I had an especially silly db1, and it was extremely upsetting the time he cut his head open, and needed stitches in A&E, and I didn't know what to do with the 2 littles.
Please get professional help for the 2 primary aged children- the older 2 will be fine at home by themselves.

Amapoleon · 30/04/2008 21:45

I don't think this is about whether a 15 year old is capable of looking after the los. I think this is about having to. Five days a week doesn't allow the 15 year old any time to pursue her own interests after school. I think a couple of days a week would be fairer

Laugs · 01/05/2008 07:57

The best thing about being 15 is dawdling around after school with friends or - ooh - boys.

None of my friends really lived close, which meant we didn't get together in the evenings, so the hour or so after school was really the time for socialising.

It depends on your DD though. Have you discussed it with her and she's happy to help out?

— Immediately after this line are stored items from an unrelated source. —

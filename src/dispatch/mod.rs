//! Batch Dispatch
//!
//! Applies one action to a list of directory objects. Every object is gated
//! through the role manager, processed independently and reported with its
//! own statuses; a failure on one object never affects another.
//!
//! Objects run either one after another or as tokio tasks bounded by a
//! semaphore. Results always come back in request order.

pub mod request;
pub mod results;

pub use request::{AccessRuleRequest, AdObject, BatchRequest, RoleRequest};
pub use results::{ActionStatus, BatchResults, ObjectResult, StatusType};

use crate::config::DispatchConfig;
use crate::directory::DirectoryStore;
use crate::error::{AdAclError, Result};
use crate::security::acl::AccessRuleSpec;
use crate::security::roles::{ActionType, RoleManagerTrait};
use crate::types::ObjectKind;

use futures::future::join_all;
use std::sync::Arc;
use tokio::sync::Semaphore;
use tracing::{debug, error, info};
use uuid::Uuid;

#[derive(Debug, Clone, Copy, PartialEq, Eq)]
enum RuleOperation {
    Add,
    Remove,
    Set,
    Purge,
}

#[derive(Debug, Clone, Copy, PartialEq, Eq)]
enum RoleOperation {
    Add,
    Remove,
}

#[derive(Debug, Clone, Copy, PartialEq, Eq)]
enum BatchOperation {
    Get,
    Rule(RuleOperation),
    Role(RoleOperation),
}

impl BatchOperation {
    fn from_action(action: ActionType) -> Option<Self> {
        let supported = [
            (ActionType::GET, BatchOperation::Get),
            (ActionType::ADD_ACCESS_RULE, BatchOperation::Rule(RuleOperation::Add)),
            (ActionType::REMOVE_ACCESS_RULE, BatchOperation::Rule(RuleOperation::Remove)),
            (ActionType::SET_ACCESS_RULE, BatchOperation::Rule(RuleOperation::Set)),
            (ActionType::PURGE_ACCESS_RULES, BatchOperation::Rule(RuleOperation::Purge)),
            (ActionType::ADD_ROLE, BatchOperation::Role(RoleOperation::Add)),
            (ActionType::REMOVE_ROLE, BatchOperation::Role(RoleOperation::Remove)),
        ];
        supported
            .iter()
            .find(|(candidate, _)| *candidate == action)
            .map(|(_, operation)| *operation)
    }
}

/// Fan-out executor for batch requests
#[derive(Clone)]
pub struct BatchDispatcher {
    role_manager: Arc<dyn RoleManagerTrait>,
    directory: Arc<dyn DirectoryStore>,
    config: DispatchConfig,
    permits: Arc<Semaphore>,
}

impl BatchDispatcher {
    pub fn new(
        role_manager: Arc<dyn RoleManagerTrait>,
        directory: Arc<dyn DirectoryStore>,
        config: DispatchConfig,
    ) -> Self {
        let permits = Arc::new(Semaphore::new(config.max_parallelism.max(1)));
        Self {
            role_manager,
            directory,
            config,
            permits,
        }
    }

    /// Actions a batch may carry
    pub fn supported_actions() -> ActionType {
        ActionType::GET
            | ActionType::ADD_ACCESS_RULE
            | ActionType::REMOVE_ACCESS_RULE
            | ActionType::SET_ACCESS_RULE
            | ActionType::PURGE_ACCESS_RULES
            | ActionType::ADD_ROLE
            | ActionType::REMOVE_ROLE
    }

    /// Run `request` on behalf of `requester`. Fails as a whole only when the
    /// action is unsupported; everything else is reported per object.
    pub async fn execute(&self, requester: &str, request: BatchRequest) -> Result<BatchResults> {
        let action = request.action;
        let operation = BatchOperation::from_action(action).ok_or_else(|| {
            AdAclError::NotSupported(format!(
                "action [{}] is not supported in a batch request",
                action
            ))
        })?;

        let batch_id = Uuid::new_v4();
        info!(
            %batch_id,
            requester,
            action = %action,
            objects = request.objects.len(),
            sequential = self.config.run_sequential,
            "Executing batch"
        );

        let results = if self.config.run_sequential {
            let mut results = Vec::with_capacity(request.objects.len());
            for object in request.objects {
                results.push(self.process_object(requester, operation, action, object).await);
            }
            results
        } else {
            self.execute_parallel(requester, operation, action, request.objects)
                .await
        };

        let batch = BatchResults {
            batch_id,
            action: action.to_string(),
            results,
        };
        info!(
            %batch_id,
            succeeded = batch.succeeded(),
            failed = batch.failed(),
            "Batch complete"
        );
        Ok(batch)
    }

    async fn execute_parallel(
        &self,
        requester: &str,
        operation: BatchOperation,
        action: ActionType,
        objects: Vec<AdObject>,
    ) -> Vec<ObjectResult> {
        let placeholders: Vec<ObjectResult> = objects
            .iter()
            .map(|object| ObjectResult::new(object.kind, object.identity.clone()))
            .collect();

        let tasks: Vec<_> = objects
            .into_iter()
            .map(|object| {
                let dispatcher = self.clone();
                let requester = requester.to_string();

                tokio::spawn(async move {
                    let _permit = match dispatcher.permits.acquire().await {
                        Ok(permit) => permit,
                        Err(e) => {
                            let mut result = ObjectResult::new(object.kind, object.identity);
                            result.push_error(action, &AdAclError::TaskFailed(e.to_string()));
                            return result;
                        }
                    };
                    dispatcher
                        .process_object(&requester, operation, action, object)
                        .await
                })
            })
            .collect();

        join_all(tasks)
            .await
            .into_iter()
            .zip(placeholders)
            .map(|(joined, mut placeholder)| match joined {
                Ok(result) => result,
                Err(e) => {
                    error!(identity = %placeholder.identity, "Batch task failed: {}", e);
                    placeholder.push_error(action, &AdAclError::TaskFailed(e.to_string()));
                    placeholder
                }
            })
            .collect()
    }

    async fn process_object(
        &self,
        requester: &str,
        operation: BatchOperation,
        action: ActionType,
        object: AdObject,
    ) -> ObjectResult {
        let mut result = ObjectResult::new(object.kind, object.identity.clone());
        if let Err(e) = self
            .apply(requester, operation, action, &object, &mut result)
            .await
        {
            debug!(identity = %object.identity, error = %e, "Batch object failed");
            result.push_error(action, &e);
        }
        result
    }

    async fn apply(
        &self,
        requester: &str,
        operation: BatchOperation,
        action: ActionType,
        object: &AdObject,
        result: &mut ObjectResult,
    ) -> Result<()> {
        match operation {
            BatchOperation::Rule(_) if object.access_rules.is_empty() => {
                return Err(AdAclError::InvalidRequest(format!(
                    "no access rules given for {} [{}]",
                    object.kind, object.identity
                )));
            }
            BatchOperation::Role(_) if object.roles.is_empty() => {
                return Err(AdAclError::InvalidRequest(format!(
                    "no roles given for {} [{}]",
                    object.kind, object.identity
                )));
            }
            _ => {}
        }

        self.role_manager
            .can_perform_action_or_error(requester, action, &object.identity)
            .await?;

        let target = self.resolve_target(object).await?;

        match operation {
            BatchOperation::Get => {
                result.access_rules = Some(self.directory.get_access_rules(&target).await?);
                result.push_success(
                    action,
                    format!("Retrieved access rules of {} [{}]", object.kind, object.identity),
                );
                return Ok(());
            }
            BatchOperation::Rule(rule_operation) => {
                for rule in &object.access_rules {
                    let message = self.apply_rule(rule_operation, &target, object, rule).await?;
                    result.push_success(action, message);
                }
            }
            BatchOperation::Role(role_operation) => {
                for role in &object.roles {
                    let message = self.apply_role(role_operation, &target, object, role).await?;
                    result.push_success(action, message);
                }
            }
        }

        if self.config.return_access_rules {
            result.access_rules = Some(self.directory.get_access_rules(&target).await?);
        }
        Ok(())
    }

    async fn apply_rule(
        &self,
        operation: RuleOperation,
        target: &str,
        object: &AdObject,
        rule: &AccessRuleRequest,
    ) -> Result<String> {
        let trustee = self.directory.resolve_principal(&rule.identity).await?;
        let spec = AccessRuleSpec::new(trustee.sid.clone(), rule.rights, rule.control_type)
            .with_inheritance(rule.inheritance);

        let message = match operation {
            RuleOperation::Add => {
                self.directory.add_access_rule(target, &spec).await?;
                format!(
                    "{} [{}] rule added to {} [{}] for [{}]",
                    rule.control_type, rule.rights, object.kind, object.identity, rule.identity
                )
            }
            RuleOperation::Remove => {
                self.directory.remove_access_rule(target, &spec).await?;
                format!(
                    "{} [{}] rule removed from {} [{}] for [{}]",
                    rule.control_type, rule.rights, object.kind, object.identity, rule.identity
                )
            }
            RuleOperation::Set => {
                self.directory.set_access_rule(target, &spec).await?;
                format!(
                    "{} [{}] rule set on {} [{}] for [{}]",
                    rule.control_type, rule.rights, object.kind, object.identity, rule.identity
                )
            }
            RuleOperation::Purge => {
                self.directory.purge_access_rules(target, &trustee.sid).await?;
                format!(
                    "All rules purged on {} [{}] for [{}]",
                    object.kind, object.identity, rule.identity
                )
            }
        };
        Ok(message)
    }

    async fn apply_role(
        &self,
        operation: RoleOperation,
        target: &str,
        object: &AdObject,
        role: &RoleRequest,
    ) -> Result<String> {
        let message = match operation {
            RoleOperation::Add => {
                self.role_manager
                    .add_role(&role.principal, &role.name, target)
                    .await?;
                format!(
                    "Role [{}] added to {} [{}] for [{}]",
                    role.name, object.kind, object.identity, role.principal
                )
            }
            RoleOperation::Remove => {
                self.role_manager
                    .remove_role(&role.principal, &role.name, target)
                    .await?;
                format!(
                    "Role [{}] removed from {} [{}] for [{}]",
                    role.name, object.kind, object.identity, role.principal
                )
            }
        };
        Ok(message)
    }

    /// Users and groups must resolve as principals of the requested kind;
    /// organizational units are addressed by identity
    async fn resolve_target(&self, object: &AdObject) -> Result<String> {
        match object.kind {
            ObjectKind::User | ObjectKind::Group => {
                let principal = self.directory.resolve_principal(&object.identity).await?;
                if principal.kind != object.kind {
                    return Err(AdAclError::NotFound(format!(
                        "{} [{}]",
                        object.kind, object.identity
                    )));
                }
                Ok(principal.sid.to_string())
            }
            ObjectKind::OrganizationalUnit => Ok(object.identity.clone()),
        }
    }
}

If you think she's grown up enough to mind your other kids, she's grown up enough to be involved in that decision-making process.

Once she turns 16, she might also want to get a part-time job, so you'll have to consider what you'd do then. I think it would be unfair not to allow her to earn her own money unless she was paid something for minding the kids.

CrackerOfNuts · 01/05/2008 08:17

Have you asked you 15 yr old if they mind ? Or are you just going to tell them they have to ??

What if they want to stay behind for an after school activity or go to a friends straight from school ??

brimfull · 01/05/2008 08:22

Have only read OP

I think your 15 yr old may find it a pita,as most teens like to walk home/socialise after school.

I don't see anything morally wrong with it though.

I work nights,have just got home8am,dd 16 has been alone with ds 5 yrs since dh went to work at 5:30m.Asleep for most of it but they are fine.

PosieParker · 01/05/2008 08:25

Harsh but fair, you had your children not your 15 year old. They need to help but not at their expense, what about their school work? Friends etc? Maybe once or twice a week would be okay. Would you finsh at 5 or get back at 5?